Now try skipping a step. If AI makes the ability to memorise information less valuable, if programming increasingly means managing systems capable of programming, if many skills become obsolete more quickly than the courses that teach them, then the value of a qualification could shift from certifying what you know to demonstrating what you can build. The risk is clear: confusing education with corporate training, producing excellent employees but less well-rounded citizens. But it would be naive to dismiss the experiment as yet another example of Californian arrogance. The question it raises is a serious one: when the labour market is changing at the speed of AI, can universities continue to behave as if their product had a shelf life of twenty years?
The second experiment comes from Taiwan and is almost the opposite. Here, the aim is not to train people for machines, but to train machines to understand people better. The Taiwanese government is building a ‘Sovereign AI Training Corpus’, a vast national archive intended for training models: around five thousand datasets and over 2.2 billion tokens, with publishers, writers and e-book platforms invited to contribute. It is a cultural policy disguised as technological infrastructure. Until recently, defending a language meant funding schools, libraries, translations, cinemas, theatres and newspapers. In future, it will also mean ensuring that the machines millions of people will use to write, translate, search and study know that language well enough not to relegate it to the digital periphery.

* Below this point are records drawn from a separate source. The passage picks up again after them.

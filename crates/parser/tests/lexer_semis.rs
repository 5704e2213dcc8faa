use gosyntax::lexer::{Lexer, Tok};

fn injected_semis(input: &str) -> Vec<usize> {
    Lexer::new(input)
        .filter_map(|(s, t, e)| (matches!(t, Tok::Semi) && s == e).then_some(s))
        .collect()
}

fn tok_name(t: &Tok<'_>) -> &'static str {
    match t {
        Tok::Ident(_) => "IDENT",
        Tok::IntLit(_) => "INT",
        Tok::FloatLit(_) => "FLOAT",
        Tok::ImagLit(_) => "IMAG",
        Tok::RuneLit(_) => "CHAR",
        Tok::StringLit(_) | Tok::RawStringLit(_) => "STRING",
        Tok::Comment(_) => "COMMENT",
        Tok::Semi => ";",
        Tok::Inc => "++",
        Tok::Dec => "--",
        Tok::Plus => "+",
        Tok::Assign => "=",
        Tok::Define => ":=",
        Tok::LParen => "(",
        Tok::RParen => ")",
        Tok::LBrack => "[",
        Tok::RBrack => "]",
        Tok::LBrace => "{",
        Tok::RBrace => "}",
        Tok::Comma => ",",
        Tok::Dot => ".",
        Tok::KwBreak => "break",
        Tok::KwContinue => "continue",
        Tok::KwFallthrough => "fallthrough",
        Tok::KwReturn => "return",
        Tok::KwFunc => "func",
        Tok::KwIf => "if",
        Tok::KwPackage => "package",
        Tok::KwVar => "var",
        Tok::KwStruct => "struct",
        Tok::Error => "ERROR",
        _ => "OTHER",
    }
}

fn lex_names(input: &str, comments: bool) -> String {
    let lx = if comments {
        Lexer::with_comments(input)
    } else {
        Lexer::new(input)
    };
    lx.map(|(_, t, _)| tok_name(&t)).collect::<Vec<_>>().join(" ")
}

struct SemiCase {
    input: &'static str,
    want: &'static str,
}

// `want` lists COMMENT tokens; they are dropped when lexing without comments.
#[rustfmt::skip]
const SEMICOLON_TESTS: &[SemiCase] = &[
    SemiCase { input: "", want: "" },
    SemiCase { input: "\u{FEFF};", want: ";" },
    SemiCase { input: ";", want: ";" },

    SemiCase { input: "foo\n", want: "IDENT ;" },
    SemiCase { input: "123\n", want: "INT ;" },
    SemiCase { input: "1.2\n", want: "FLOAT ;" },
    SemiCase { input: "2i\n", want: "IMAG ;" },
    SemiCase { input: "'x'\n", want: "CHAR ;" },
    SemiCase { input: "\"x\"\n", want: "STRING ;" },
    SemiCase { input: "`x`\n", want: "STRING ;" },

    SemiCase { input: "+\n", want: "+" },
    SemiCase { input: "=\n", want: "=" },
    SemiCase { input: ":=\n", want: ":=" },
    SemiCase { input: "++\n", want: "++ ;" },
    SemiCase { input: "--\n", want: "-- ;" },

    SemiCase { input: "(\n", want: "(" },
    SemiCase { input: "[\n", want: "[" },
    SemiCase { input: "{\n", want: "{" },
    SemiCase { input: ",\n", want: "," },
    SemiCase { input: ")\n", want: ") ;" },
    SemiCase { input: "]\n", want: "] ;" },
    SemiCase { input: "}\n", want: "} ;" },

    SemiCase { input: "break\n", want: "break ;" },
    SemiCase { input: "continue\n", want: "continue ;" },
    SemiCase { input: "fallthrough\n", want: "fallthrough ;" },
    SemiCase { input: "return\n", want: "return ;" },
    SemiCase { input: "func\n", want: "func" },
    SemiCase { input: "var\n", want: "var" },
    SemiCase { input: "struct\n", want: "struct" },

    SemiCase { input: "foo//comment\n", want: "IDENT COMMENT ;" },
    SemiCase { input: "foo/*comment*/\n", want: "IDENT COMMENT ;" },
    SemiCase { input: "foo/*\n*/", want: "IDENT ; COMMENT" },
    SemiCase { input: "foo    /*comment*/    \n", want: "IDENT COMMENT ;" },

    SemiCase {
        input: "package main\n\nfunc main() {\n\tif {\n\t\treturn /* */ }\n}\n",
        want: "package IDENT ; func IDENT ( ) { if { return COMMENT } ; } ;",
    },
    SemiCase { input: "package main", want: "package IDENT ;" },
];

fn without_comments(want: &str) -> String {
    want.split_whitespace()
        .filter(|w| *w != "COMMENT")
        .collect::<Vec<_>>()
        .join(" ")
}

#[test]
fn semicolon_table_without_comments() {
    for t in SEMICOLON_TESTS {
        let want = without_comments(t.want);
        assert_eq!(lex_names(t.input, false), want, "input=<<{}>>", t.input);
    }
}

#[test]
fn trailing_newlines_do_not_change_the_stream() {
    for t in SEMICOLON_TESTS {
        let want = without_comments(t.want);
        let mut trimmed = t.input;
        while let Some(rest) = trimmed.strip_suffix('\n') {
            trimmed = rest;
            assert_eq!(lex_names(trimmed, false), want, "input=<<{trimmed}>>");
        }
    }
}

#[test]
fn line_comment_is_yielded_before_the_newline_semi() {
    // The line comment ends before the newline, so the `;` follows it.
    assert_eq!(lex_names("foo // c\n", true), "IDENT COMMENT ;");
}

#[test]
fn comment_newline_equivalence() {
    assert_eq!(injected_semis("x/*\n*/y").len(), injected_semis("x\ny").len());
}

#[test]
fn crlf_newline_inserts_at_cr() {
    assert_eq!(injected_semis("x\r\ny"), vec![1, 4]);
}

#[test]
fn block_comment_newline_does_not_insert_after_if() {
    assert_eq!(injected_semis("if/*\n*/x"), vec![8]);
}

#[test]
fn line_comment_at_eof() {
    let src = "x//c";
    assert_eq!(injected_semis(src), vec![src.len()]);
}

#[test]
fn closing_delimiters_insert() {
    assert_eq!(injected_semis("f()\ng"), vec![3, 5]);
    assert_eq!(injected_semis("a[0]\nb"), vec![4, 6]);
    assert_eq!(injected_semis("}\nx"), vec![1, 3]);
}
use crate::ast::{self, ListRef, Span};
use crate::lexer::Tok;

/// One comma-separated entry of a parameter or type-parameter list, before
/// grouping. A lone identifier (`a` in `a, b int`) has no type yet.
#[derive(Clone, Debug)]
pub struct ParamDecl {
    pub names: Vec<ast::IdentName>,
    pub typ: Option<ast::TypeId>,
    pub span: Span,
}

/// Groups parameter entries into fields.
///
/// If any entry carries both a name and a type, the list is named: lone
/// identifiers accumulate until the next typed entry and share its type
/// (`a, b int`). Otherwise every entry is a type on its own (`int, string`)
/// and lone identifiers are type names.
pub fn resolve_param_list(
    arena: &mut ast::AstArena,
    params: Vec<ParamDecl>,
) -> PResultless<Vec<ast::FieldId>> {
    let named = params
        .iter()
        .any(|p| p.typ.is_some() && !p.names.is_empty());

    let mut out = Vec::with_capacity(params.len());

    if !named {
        for param in params {
            match param.typ {
                Some(typ) => out.push(alloc_field(arena, ListRef::EMPTY, typ, param.span)),
                None => {
                    for name in param.names {
                        let typ = named_type_from_ident(arena, name);
                        out.push(alloc_field(arena, ListRef::EMPTY, typ, name.pos));
                    }
                }
            }
        }
        return Ok(out);
    }

    let mut pending_names: Vec<ast::IdentName> = Vec::new();
    let mut pending_start: Option<u32> = None;

    for param in params {
        match param.typ {
            Some(typ) => {
                if param.names.is_empty() {
                    return Err(param.span);
                }
                let mut names = std::mem::take(&mut pending_names);
                names.extend(param.names);
                let names_ref = arena.list_ident_names(names);
                let span = Span {
                    start: pending_start.take().unwrap_or(param.span.start),
                    end: param.span.end,
                };
                out.push(alloc_field(arena, names_ref, typ, span));
            }
            None => {
                if pending_names.is_empty() {
                    pending_start = Some(param.span.start);
                }
                pending_names.extend(param.names);
            }
        }
    }

    // `a, b int, c` mixes named and anonymous parameters.
    if let Some(last) = pending_names.last() {
        return Err(last.pos);
    }

    Ok(out)
}

/// Result whose error is only the offending span; the caller words the
/// diagnostic.
pub type PResultless<T> = Result<T, Span>;

fn alloc_field(
    arena: &mut ast::AstArena,
    names: ListRef<ast::IdentName>,
    typ: ast::TypeId,
    span: Span,
) -> ast::FieldId {
    arena.fields.alloc(
        ast::Field {
            names,
            typ,
            tag: None,
            is_embed: false,
        },
        span,
    )
}

pub fn named_type_from_ident(arena: &mut ast::AstArena, name: ast::IdentName) -> ast::TypeId {
    arena.types.alloc(
        ast::Type::Named {
            pkg: None,
            name,
            args: ListRef::EMPTY,
        },
        name.pos,
    )
}

/// Tokens that can begin a type expression.
#[inline]
pub fn starts_type(tok: Tok<'_>) -> bool {
    matches!(
        tok,
        Tok::Ident(_)
            | Tok::Star
            | Tok::LBrack
            | Tok::LParen
            | Tok::Arrow
            | Tok::KwMap
            | Tok::KwChan
            | Tok::KwFunc
            | Tok::KwStruct
            | Tok::KwInterface
    )
}

/// Strips the quotes of an import path literal. Import paths never need
/// escape processing.
#[inline]
pub fn unquote_path(lit: &str) -> &str {
    let bytes = lit.as_bytes();
    if bytes.len() >= 2 && matches!(bytes[0], b'"' | b'`') && bytes[bytes.len() - 1] == bytes[0] {
        &lit[1..lit.len() - 1]
    } else {
        lit
    }
}
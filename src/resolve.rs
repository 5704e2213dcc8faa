//! Cross-package type resolution.
//!
//! A [`Session`] owns every loaded package. Imported packages are located and
//! parsed the first time a qualified name refers to them; the outcome, failure
//! included, is cached per import path.

use std::collections::{HashMap, HashSet};
use std::fs;
use std::path::{Path, PathBuf};

use gosyntax::ast::{
    FuncDeclId, IdentName, ImportName, InterfaceElem, SignatureId, Symbol, Type, TypeId, TypeSpec,
};

use crate::build::BuildContext;
use crate::config::SearchPaths;
use crate::error::{Error, Result};
use crate::loader::{self, Package};

/// Index of a package within a [`Session`].
pub type PkgId = usize;

/// Definition chains longer than this are reported as unsupported.
const MAX_DEPTH: usize = 32;

/// A declared type name, unique across the session.
#[derive(Debug, Clone, Copy, PartialEq, Eq, Hash)]
pub struct TypeDeclRef {
    pub pkg: PkgId,
    pub name: Symbol,
}

/// What a type expression denotes once names are followed.
#[derive(Debug, Clone, Copy, PartialEq, Eq)]
pub enum Shape {
    /// A type literal in the arena of [`Resolved::pkg`].
    Type(TypeId),
    /// A predeclared or unresolvable name; compared by spelling.
    Opaque {
        qual: Option<Symbol>,
        name: Symbol,
    },
    /// `any`
    EmptyInterface,
}

#[derive(Debug, Clone, Copy, PartialEq, Eq)]
pub struct Resolved {
    /// Package whose arena and interner own `shape`.
    pub pkg: PkgId,
    /// Outermost declared name the expression went through, if any.
    pub decl: Option<TypeDeclRef>,
    /// One level of `*` was stripped.
    pub pointer: bool,
    pub shape: Shape,
}

/// A method signature found in a method set.
#[derive(Debug, Clone, Copy, PartialEq, Eq)]
pub struct MethodRef {
    pub pkg: PkgId,
    pub sig: SignatureId,
    /// `None` for interface methods.
    pub func: Option<FuncDeclId>,
}

#[derive(Debug)]
pub struct Session {
    packages: Vec<Package>,
    imports: HashMap<String, Option<PkgId>>,
    search: SearchPaths,
    build: BuildContext,
}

And so a small country can become marginalised, not because anyone is banning its culture, but because AI has a poor understanding of it. The idea of ‘sovereign AI’ naturally risks becoming autarkic rhetoric. But the Taiwanese case suggests a more intelligent version of sovereignty: not building walls around the models, but ensuring that the models have enough material to understand who you are. In a few years’ time, language policy might concern not only which books young people read, but which books are read by the machines that will respond to them.

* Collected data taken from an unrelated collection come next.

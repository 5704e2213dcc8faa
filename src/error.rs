use std::io;
use std::path::PathBuf;

use gosyntax::Diag;
use thiserror::Error;

pub type Result<T, E = Error> = std::result::Result<T, E>;

#[derive(Debug, Error)]
pub enum Error {
    #[error("package {package} not found in {}", dir.display())]
    PackageNotFound { package: String, dir: PathBuf },

    #[error("{}:{line}:{col}: {}", path.display(), diag.message)]
    Syntax {
        path: PathBuf,
        line: usize,
        col: usize,
        diag: Diag,
    },

    #[error("{table} should be an array or slice of structs")]
    NotAStructSlice { table: String },

    #[error("{table} has {fields} field(s) but {target} needs {slots} (receiver, parameters and results)")]
    SlotCountMismatch {
        table: String,
        target: String,
        fields: usize,
        slots: usize,
    },

    #[error("slot {index} of {target} ({slot}) does not match field {field} of {table} ({field_type})")]
    SlotMismatch {
        table: String,
        target: String,
        index: usize,
        slot: String,
        field: String,
        field_type: String,
    },

    #[error("{ident} not found in file {}", path.display())]
    TargetNotFound { ident: String, path: PathBuf },

    #[error("unsupported type shape: {0}")]
    UnsupportedShape(String),

    #[error("{}: {source}", path.display())]
    Io {
        path: PathBuf,
        #[source]
        source: io::Error,
    },

    #[error("rendering table driven test: {0}")]
    Render(String),
}

impl Error {
    /// Positions `diag` within `src`, the text of the file at `path`.
    pub fn syntax(path: impl Into<PathBuf>, src: &str, diag: Diag) -> Self {
        let (line, col) = gosyntax::error::line_col(src, diag.span.start as usize);
        Error::Syntax {
            path: path.into(),
            line,
            col,
            diag,
        }
    }

    pub fn io(path: impl Into<PathBuf>, source: io::Error) -> Self {
        Error::Io {
            path: path.into(),
            source,
        }
    }
}

#[cfg(test)]
mod tests {
    use super::*;
    use gosyntax::ast::Span;

    #[test]
    fn syntax_error_renders_file_position() {
        let src = "package p\nvar = 1\n";
        let err = Error::syntax("calc.go", src, Diag::parse(Span::new(14, 15), "expected identifier"));
        assert_eq!(err.to_string(), "calc.go:2:5: expected identifier");
    }

    #[test]
    fn slot_mismatch_names_both_sides() {
        let err = Error::SlotMismatch {
            table: "ttAdd".into(),
            target: "Add".into(),
            index: 1,
            slot: "int".into(),
            field: "b".into(),
            field_type: "string".into(),
        };
        assert_eq!(
            err.to_string(),
            "slot 1 of Add (int) does not match field b of ttAdd (string)"
        );
    }
}
//! Renders the Go test routine for a validated table.

use std::fmt::{self, Write};

use crate::error::{Error, Result};
use crate::matcher::{Passing, Slot, SlotRole, TableDecl, Target};

/// Comment lines are wrapped to this many columns.
const WRAP_COLUMNS: usize = 80;

/// Names the generated routine binds itself.
const RESERVED: [&str; 3] = ["t", "tt", "i"];

/// Renders the routine placed after the table, starting with the blank line
/// that separates it. A blank line follows when more source comes after it.
pub fn render(table: &TableDecl, at_eof: bool) -> Result<String> {
    let mut out = String::new();
    write_routine(&mut out, table, at_eof).map_err(|e| Error::Render(e.to_string()))?;
    Ok(out)
}

fn write_routine(out: &mut String, table: &TableDecl, at_eof: bool) -> fmt::Result {
    let name = table.test_name();
    let what = match &table.target {
        Target::Function { name } => format!("function {name}"),
        Target::Method { type_name, name } => format!("method {type_name}.{name}"),
    };
    let doc = format!(
        "{name} is an automatically generated table driven test for the {what} using the tests defined in {}.",
        table.ident
    );

    out.push_str("\n\n");
    out.push_str(&wrap_comment(&doc, WRAP_COLUMNS));
    out.push('\n');
    writeln!(out, "func {name}(t *testing.T) {{")?;

    let results: Vec<&Slot> = table.slots_of(SlotRole::Result).collect();
    let index = if results.is_empty() { "_" } else { "i" };
    writeln!(out, "\tfor {index}, tt := range {} {{", table.ident)?;

    let call = call_expr(table);
    if results.is_empty() {
        writeln!(out, "\t\t{call}")?;
    } else {
        let locals: Vec<String> = results.iter().map(|s| local_name(&s.field)).collect();
        writeln!(out, "\t\t{} := {call}", locals.join(", "))?;
        for (slot, local) in results.iter().zip(&locals) {
            let expected = value_expr(slot, false);
            writeln!(out, "\t\tif {local} != {expected} {{")?;
            writeln!(
                out,
                "\t\t\tt.Errorf(\"%d : {} : got %v, expected %v\", i, {local}, {expected})",
                slot.field
            )?;
            writeln!(out, "\t\t}}")?;
        }
    }

    writeln!(out, "\t}}")?;
    writeln!(out, "}}")?;
    if !at_eof {
        out.push('\n');
    }
    Ok(())
}

fn call_expr(table: &TableDecl) -> String {
    let args: Vec<String> = table
        .slots_of(SlotRole::Param)
        .map(|s| value_expr(s, true))
        .collect();
    let args = args.join(", ");
    match &table.target {
        Target::Function { name } => format!("{name}({args})"),
        Target::Method { name, .. } => {
            let receiver = table
                .slots_of(SlotRole::Receiver)
                .next()
                .map(|s| value_expr(s, false))
                .unwrap_or_default();
            format!("{receiver}.{name}({args})")
        }
    }
}

/// Row access for a slot; `in_call` keeps the variadic spread.
fn value_expr(slot: &Slot, in_call: bool) -> String {
    let field = &slot.field;
    match slot.passing {
        Passing::Direct => format!("tt.{field}"),
        Passing::Spread if in_call => format!("tt.{field}..."),
        Passing::Spread => format!("tt.{field}"),
        Passing::Thunk { spread: true } if in_call => format!("tt.{field}()..."),
        Passing::Thunk { .. } => format!("tt.{field}()"),
    }
}

/// Local bound to a result; fields that would shadow the loop's own names
/// get a `got` prefix.
fn local_name(field: &str) -> String {
    if !RESERVED.contains(&field) {
        return field.to_owned();
    }
    let mut chars = field.chars();
    let capital: String = match chars.next() {
        Some(first) => first.to_uppercase().chain(chars).collect(),
        None => String::new(),
    };
    format!("got{capital}")
}

/// Formats `text` as `//` comment lines no wider than `width`. A word longer
/// than a line gets a line of its own.
pub fn wrap_comment(text: &str, width: usize) -> String {
    let mut out = String::new();
    let mut line = String::from("//");
    let mut empty = true;
    for word in text.split_whitespace() {
        if !empty && line.len() + 1 + word.len() > width {
            out.push_str(&line);
            out.push('\n');
            line = String::from("//");
        }
        line.push(' ');
        line.push_str(word);
        empty = false;
    }
    out.push_str(&line);
    out
}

The third article completes the picture. In the United States, Microsoft and the American Federation of Teachers have established new rules on the use of AI in schools. These include external audits; no use of pupil or teacher data to train models, save for limited exceptions related to security; no sale or commercial exploitation of that data; and no features designed to create emotional dependence in young people. OpenAI and Anthropic are currently discussing similar agreements with the union. For three years, we have asked almost one thing and one thing only: will students use ChatGPT to cheat? A legitimate question, but perhaps not the most important one. The more interesting question is the reverse: what will ChatGPT learn from pupils? A pupil who speaks to an artificial tutor does not merely hand in an assignment. They reveal mistakes, hesitations, interests, difficulties, perhaps fears, habits and information about their family. And this is where privacy ceases to be a tedious clause in the terms and conditions and becomes pedagogy.

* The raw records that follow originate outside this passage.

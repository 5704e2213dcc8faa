use gosyntax::ast::{
    ArrayLen, AstArena, ChanDir, Expr, GenDeclKind, ImportName, InterfaceElem, Results,
    SourceFile, Spec, TopLevelDecl, Type, TypeId,
};
use gosyntax::{parse_file, parse_file_into};

fn parse(src: &str) -> (AstArena, SourceFile) {
    match parse_file(src) {
        Ok(parsed) => parsed,
        Err(failure) => panic!("parse failed: {failure}\n{src}"),
    }
}

fn type_spec(arena: &AstArena, file: &SourceFile, name: &str) -> TypeId {
    for decl in arena.top_decls(file.decls) {
        if let TopLevelDecl::Gen(id) = decl {
            for spec in arena.specs_list(arena.gen_decls[*id].specs) {
                if let Spec::Type(ts) = spec {
                    if arena.name(ts.name.sym) == name {
                        return ts.typ;
                    }
                }
            }
        }
    }
    panic!("type {name} not found");
}

fn named(arena: &AstArena, id: TypeId) -> String {
    match arena.types[id] {
        Type::Named { pkg: Some(pkg), name, .. } => {
            format!("{}.{}", arena.name(pkg.sym), arena.name(name.sym))
        }
        Type::Named { pkg: None, name, .. } => arena.name(name.sym).to_owned(),
        other => panic!("expected named type, got {other:?}"),
    }
}

#[test]
fn package_and_imports() {
    let src = r#"package calc

import "fmt"
import (
	str "strings"
	. "math"
	_ "embed"
	`net/http`
)
"#;
    let (arena, file) = parse(src);
    assert_eq!(arena.name(file.name.sym), "calc");

    let imports = arena.imports_list(file.imports);
    let paths: Vec<_> = imports.iter().map(|i| arena.name(i.path)).collect();
    assert_eq!(paths, ["fmt", "strings", "math", "embed", "net/http"]);

    assert!(imports[0].name.is_none());
    match imports[1].name {
        Some(ImportName::Name(n)) => assert_eq!(arena.name(n.sym), "str"),
        other => panic!("unexpected import name {other:?}"),
    }
    assert!(matches!(imports[2].name, Some(ImportName::Dot(_))));
    assert!(matches!(imports[3].name, Some(ImportName::Blank(_))));
}

#[test]
fn table_initializer_is_a_composite_literal() {
    let src = "package p

var ttAdd = []struct {
	a, b int
	sum  int
}{
	{1, 2, 3},
	{-1, 1, 0},
}
";
    let (arena, file) = parse(src);
    let [TopLevelDecl::Gen(gd)] = arena.top_decls(file.decls) else {
        panic!("expected one declaration");
    };
    let decl = arena.gen_decls[*gd];
    assert_eq!(decl.kind, GenDeclKind::Var);

    let span = arena.gen_decls.span(*gd);
    assert_eq!(&src[span.range()][..9], "var ttAdd");
    assert!(src[span.range()].ends_with("{-1, 1, 0},\n}"));

    let [Spec::Value(vs)] = arena.specs_list(decl.specs) else {
        panic!("expected one value spec");
    };
    let [value] = arena.exprs_list(vs.values) else {
        panic!("expected one value");
    };
    let Expr::CompositeLit { typ, .. } = arena.exprs[*value] else {
        panic!("expected composite literal");
    };
    let Type::Slice { elem } = arena.types[typ] else {
        panic!("expected slice type");
    };
    let Type::Struct { fields } = arena.types[elem] else {
        panic!("expected struct element");
    };
    assert_eq!(arena.flatten_fields(fields).len(), 3);
}

#[test]
fn other_initializers_are_opaque() {
    let src = "package p

var (
	a = f(1, []int{2})
	b, c = 1, \"x\"
	d = []int{1}[0]
)
";
    let (arena, file) = parse(src);
    let [TopLevelDecl::Gen(gd)] = arena.top_decls(file.decls) else {
        panic!("expected one declaration");
    };
    let decl = arena.gen_decls[*gd];
    assert!(decl.l_paren.is_some() && decl.r_paren.is_some());

    let values: Vec<_> = arena
        .specs_list(decl.specs)
        .iter()
        .flat_map(|s| match s {
            Spec::Value(vs) => arena.exprs_list(vs.values).to_vec(),
            Spec::Type(_) => Vec::new(),
        })
        .collect();
    assert_eq!(values.len(), 4);
    for v in values {
        let Expr::Opaque(span) = arena.exprs[v] else {
            panic!("expected opaque expression");
        };
        assert!(!span.is_empty());
    }
    assert_eq!(arena.gen_decls.span(*gd).end as usize, src.len() - 1);
}

#[test]
fn functions_methods_and_doc_comments() {
    let src = "package p

// Add returns
// the sum.
func Add(a, b int) (sum int) { return a + b }

// detached

func (c *Counter) Increment(n int, rest ...int) {
	c.n += n
}

func Pair() (int, error)
";
    let (arena, file) = parse(src);
    let funcs: Vec<_> = arena
        .top_decls(file.decls)
        .iter()
        .filter_map(|d| match d {
            TopLevelDecl::Func(id) => Some(*id),
            TopLevelDecl::Gen(_) => None,
        })
        .collect();
    assert_eq!(funcs.len(), 3);

    let add = arena.funcs[funcs[0]];
    assert_eq!(arena.name(add.name.sym), "Add");
    let doc = add.doc.expect("Add has a doc comment");
    let doc_span = arena.comment_groups.span(doc);
    assert_eq!(&src[doc_span.range()], "// Add returns\n// the sum.");
    let sig = arena.signatures[add.signature];
    assert_eq!(arena.flatten_fields(sig.params.fields).len(), 2);
    assert_eq!(arena.flatten_results(sig.results).len(), 1);
    let body = add.body.expect("Add has a body");
    assert_eq!(&src[body.range()], "{ return a + b }");

    let inc = arena.funcs[funcs[1]];
    assert!(inc.doc.is_none(), "a blank line detaches the comment");
    let recv = inc.recv.expect("method receiver");
    assert_eq!(arena.name(recv.name.expect("receiver name").sym), "c");
    let Type::Pointer { elem, .. } = arena.types[recv.typ] else {
        panic!("expected pointer receiver");
    };
    assert_eq!(named(&arena, elem), "Counter");
    let params = arena.flatten_fields(arena.signatures[inc.signature].params.fields);
    assert!(matches!(arena.types[params[1]], Type::Variadic { .. }));
    let span = arena.funcs.span(funcs[1]);
    assert!(src[span.range()].starts_with("func (c *Counter)"));
    assert!(src[span.range()].ends_with("c.n += n\n}"));

    let pair = arena.funcs[funcs[2]];
    assert!(pair.body.is_none());
    let results = arena.signatures[pair.signature].results;
    assert!(matches!(results, Some(Results::Params(_))));
    let flat = arena.flatten_results(results);
    assert_eq!(named(&arena, flat[0]), "int");
    assert_eq!(named(&arena, flat[1]), "error");
}

#[test]
fn type_expressions() {
    let src = "package p

type (
	Arr   [2 * N]int
	Dots  = [...]string
	M     map[string][]*pkg.T
	Recv  <-chan int
	Send  chan<- error
	Fn    func(int, string) bool
	Iface interface {
		io.Reader
		Close() error
	}
	Emb struct {
		*Base
		pkg.Other
		name string `json:\"name\"`
	}
	List[T any] struct{ items []T }
	Num interface{ ~int | ~float64 }
)
";
    let (arena, file) = parse(src);

    let Type::Array { len: ArrayLen::Expr { text, .. }, .. } = arena.types[type_spec(&arena, &file, "Arr")] else {
        panic!("expected array");
    };
    assert_eq!(arena.name(text), "2*N");

    assert!(matches!(
        arena.types[type_spec(&arena, &file, "Dots")],
        Type::Array { len: ArrayLen::Ellipsis(_), .. }
    ));

    let Type::Map { val, .. } = arena.types[type_spec(&arena, &file, "M")] else {
        panic!("expected map");
    };
    let Type::Slice { elem } = arena.types[val] else {
        panic!("expected slice");
    };
    let Type::Pointer { elem, .. } = arena.types[elem] else {
        panic!("expected pointer");
    };
    assert_eq!(named(&arena, elem), "pkg.T");

    assert!(matches!(
        arena.types[type_spec(&arena, &file, "Recv")],
        Type::Chan { dir: ChanDir::Recv, .. }
    ));
    assert!(matches!(
        arena.types[type_spec(&arena, &file, "Send")],
        Type::Chan { dir: ChanDir::Send, .. }
    ));

    let Type::Func { sig } = arena.types[type_spec(&arena, &file, "Fn")] else {
        panic!("expected func");
    };
    assert_eq!(arena.flatten_fields(arena.signatures[sig].params.fields).len(), 2);
    assert!(matches!(arena.signatures[sig].results, Some(Results::Type(_))));

    let Type::Interface { elems } = arena.types[type_spec(&arena, &file, "Iface")] else {
        panic!("expected interface");
    };
    let elems = arena.interface_elems(elems);
    assert_eq!(elems.len(), 2);
    let InterfaceElem::TypeElem(embedded) = elems[0] else {
        panic!("expected embedded interface");
    };
    assert_eq!(named(&arena, arena.embedded_type(embedded).unwrap()), "io.Reader");
    assert!(matches!(elems[1], InterfaceElem::Method { .. }));

    let Type::Struct { fields } = arena.types[type_spec(&arena, &file, "Emb")] else {
        panic!("expected struct");
    };
    let fields = arena.fields_list(fields);
    assert!(arena.fields[fields[0]].is_embed);
    assert!(arena.fields[fields[1]].is_embed);
    assert!(!arena.fields[fields[2]].is_embed);
    assert!(arena.fields[fields[2]].tag.is_some());

    let Type::Interface { elems } = arena.types[type_spec(&arena, &file, "Num")] else {
        panic!("expected constraint interface");
    };
    let [InterfaceElem::TypeElem(union)] = arena.interface_elems(elems) else {
        panic!("expected one union element");
    };
    assert_eq!(arena.type_terms(union.terms).len(), 2);
    assert!(arena.embedded_type(*union).is_none());
}

#[test]
fn files_share_one_arena() {
    let mut arena = AstArena::new();
    let a = parse_file_into(&mut arena, "package p\ntype A int\n").unwrap();
    let b = parse_file_into(&mut arena, "package p\ntype B []A\n").unwrap();
    assert_eq!(a.types.end, b.types.start);
    assert!(b.types.start < b.types.end);
    assert_eq!(arena.name(a.name.sym), arena.name(b.name.sym));
}

#[test]
fn syntax_errors_carry_a_position() {
    let src = "package p\n\nfunc (x\n";
    let err = parse_file(src).unwrap_err();
    assert_eq!(err.diags.len(), 1);
    let rendered = err.diags[0].render(src);
    assert_eq!(rendered, "3:8: expected `)` after parameters, found newline");

    let err = parse_file("package p\nvar x int\nimport \"fmt\"\n").unwrap_err();
    assert!(err.diags[0].message.contains("imports must appear"));
}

Taken together, these three stories clearly illustrate where we have ended up. Silicon Valley wants to decide how to shape talent. Governments want to decide what culture to instil in machines. Schools and trade unions want to decide which aspects of pupils’ learning machines must not retain. In short, AI is not merely making its way into education. It is forcing us to grapple once again with the oldest questions in education: who teaches, what is worth passing on, and to whom does what we learn truly belong.